Oh you might be right. But there is a reason its not used. One of the reasons is the bootstrapping problem.
The growing use of Radicle in the Nix Community opens up an opportunity to find a holistic solution for content addressing.
You implied I didn’t know about the fetchipfs function but I knew about it after Nix and IPFS · Issue #859 · NixOS/nix · GitHub and believed it to be not ideal for multiple reasons even though I forgot about the details in the meantime.
Thanks for the mention. I’ve been dogfooding Nix+git-hashing+IPFS for about a year now, and have a few thoughts.
The existing fetchipfsin Nixpkgs is based around UnixFS tarballs. That has several consequences:
It requires two separate hashes: one for the IPFS content-address (the root of the Merkle tree), and another for.the tarball it describes.

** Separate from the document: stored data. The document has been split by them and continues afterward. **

//! Binary buffer encoding used inside the scene script.
//!
//! A matrix of `rows x cols` little-endian values is zlib-compressed, followed by a five byte
//! trailer (`u32` row count, `u8` column count, both little-endian) and finally base64 encoded.

use std::io::{Read as _, Write as _};

use anyhow::Context as _;
use base64::Engine as _;
use base64::engine::general_purpose::STANDARD;
use flate2::Compression;
use flate2::read::ZlibDecoder;
use flate2::write::ZlibEncoder;

use crate::foundation::error::{SceneError, SceneResult};

const TRAILER_LEN: usize = 5;

/// Scalar types that can be packed into a script buffer.
pub trait BufferElement: Copy + Send + Sync {
    /// Size in bytes of one value.
    const SIZE: usize;

    /// Append the little-endian bytes of `self`.
    fn write_le(self, out: &mut Vec<u8>);

    /// Read one value from exactly [`Self::SIZE`] little-endian bytes.
    fn read_le(bytes: &[u8]) -> Self;
}

macro_rules! buffer_element {
    ($ty:ty) => {
        impl BufferElement for $ty {
            const SIZE: usize = std::mem::size_of::<$ty>();

            fn write_le(self, out: &mut Vec<u8>) {
                out.extend_from_slice(&self.to_le_bytes());
            }

            fn read_le(bytes: &[u8]) -> Self {
                let mut raw = [0u8; std::mem::size_of::<$ty>()];
                raw.copy_from_slice(bytes);
                <$ty>::from_le_bytes(raw)
            }
        }
    };
}

buffer_element!(f32);
buffer_element!(i16);
buffer_element!(u16);
buffer_element!(u32);

/// Encode `values` as a `rows x cols` matrix.
pub fn encode_matrix<T: BufferElement>(values: &[T], cols: usize) -> SceneResult<String> {
    if cols == 0 || cols > usize::from(u8::MAX) {
        return Err(SceneError::out_of_range(format!(
            "buffer column count {cols} must be in 1..=255"
        )));
    }
    if values.len() % cols != 0 {
        return Err(SceneError::validation(format!(
            "buffer length {} is not a multiple of {cols} columns",
            values.len()
        )));
    }
    let rows = u32::try_from(values.len() / cols)
        .map_err(|_| SceneError::out_of_range("buffer has more than u32::MAX rows"))?;

    let mut raw = Vec::with_capacity(values.len() * T::SIZE);
    for &v in values {
        v.write_le(&mut raw);
    }
    let mut encoder = ZlibEncoder::new(Vec::new(), Compression::default());
    encoder.write_all(&raw).context("compress script buffer")?;
    let mut packed = encoder.finish().context("finish script buffer compression")?;
    packed.extend_from_slice(&rows.to_le_bytes());
    packed.push(cols as u8);
    Ok(STANDARD.encode(packed))
}

/// Decode a matrix produced by [`encode_matrix`]: `(values, rows, cols)`.
pub fn decode_matrix<T: BufferElement>(encoded: &str) -> SceneResult<(Vec<T>, usize, usize)> {
    let packed = STANDARD
        .decode(encoded)
        .map_err(|e| SceneError::serde(format!("buffer is not valid base64: {e}")))?;
    if packed.len() < TRAILER_LEN {
        return Err(SceneError::serde("buffer is shorter than its shape trailer"));
    }
    let (body, trailer) = packed.split_at(packed.len() - TRAILER_LEN);
    let rows = u32::from_le_bytes([trailer[0], trailer[1], trailer[2], trailer[3]]) as usize;
    let cols = usize::from(trailer[4]);

    let mut raw = Vec::new();
    ZlibDecoder::new(body)
        .read_to_end(&mut raw)
        .map_err(|e| SceneError::serde(format!("buffer is not valid zlib data: {e}")))?;
    if raw.len() != rows * cols * T::SIZE {
        return Err(SceneError::serde(format!(
            "buffer holds {} bytes, shape {rows}x{cols} needs {}",
            raw.len(),
            rows * cols * T::SIZE
        )));
    }
    let values = raw.chunks_exact(T::SIZE).map(T::read_le).collect();
    Ok((values, rows, cols))
}

/// Plain base64 of an opaque payload (images, audio, video).
pub fn encode_bytes(bytes: &[u8]) -> String {
    STANDARD.encode(bytes)
}

/// Inverse of [`encode_bytes`].
pub fn decode_bytes(encoded: &str) -> SceneResult<Vec<u8>> {
    STANDARD
        .decode(encoded)
        .map_err(|e| SceneError::serde(format!("payload is not valid base64: {e}")))
}

#[cfg(test)]
#[path = "../../tests/unit/script/codec.rs"]
mod tests;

Tarballs are only supported by Kubo RPC, which is a private, locked-down API (usually on port 5001) that is generally not exposed to remote hosts. Hence it’s basically required to run a local Kubo node (or use an SSH tunnel).
Instead of the Kubo RPC API, we can instead use the Trustless Gateway API (usually running on port 8080; note that fetchipfs specifies a default port of 8080, but doesn’t actually use it):
It’s not private: many sites expose this API to the public Internet, including well-known ones like ipfs.io Hence we don’t need to run a local IPFS node if we don’t want to.
If we have Nixpkgs available, we can use the urls argument of fetchurl to try various gateways to find one that works.
When I don’t have Nixpkgs available (e.g. when bootstrapping), I’ve been using an IPFS_GATEWAY env var to allow overriding the http://localhost:8080 default. Hacky, but does the job for now.
It only requires a single hash: the “trustless” idea is that anything we download can be verified against the hash we used as a content address.
The easiest thing to do is turning a single file into a single “raw” block (not UnixFS!): in that case the address of the block is just the hash of the file contents, which is easily verified as a fixed-output derivation.
For example this fetchRawIPFS function takes a SHA256 as its only argument. I use this to fetch more complicated Nix files, like fetchGitIPFS below.
There’s a caveat that IPFS doesn’t like sharing files larger than 1MB to avoid DoS attacks. UnixFS avoids this by chunking files into several blocks, but that makes fetching and verifying harder
For structures which involve more than a single block, like directories or chunked UnixFS files, we can ask the Trustless Gateway to use the CAR format which is essentially a bunch of blocks concatenated together, plus some metadata.
CAR files generated by a gateway should include the full Merkle tree, and hence all the chunks, all the subdirectories, etc. though it might be incomplete, e.g. if some blocks aren’t available.
CAR contents are verifiable in principle, but a CAR file itself will have a different hash from the content-address we asked for. Hence a basic fixed-output derivation would need a separate hash to verify such a CAR.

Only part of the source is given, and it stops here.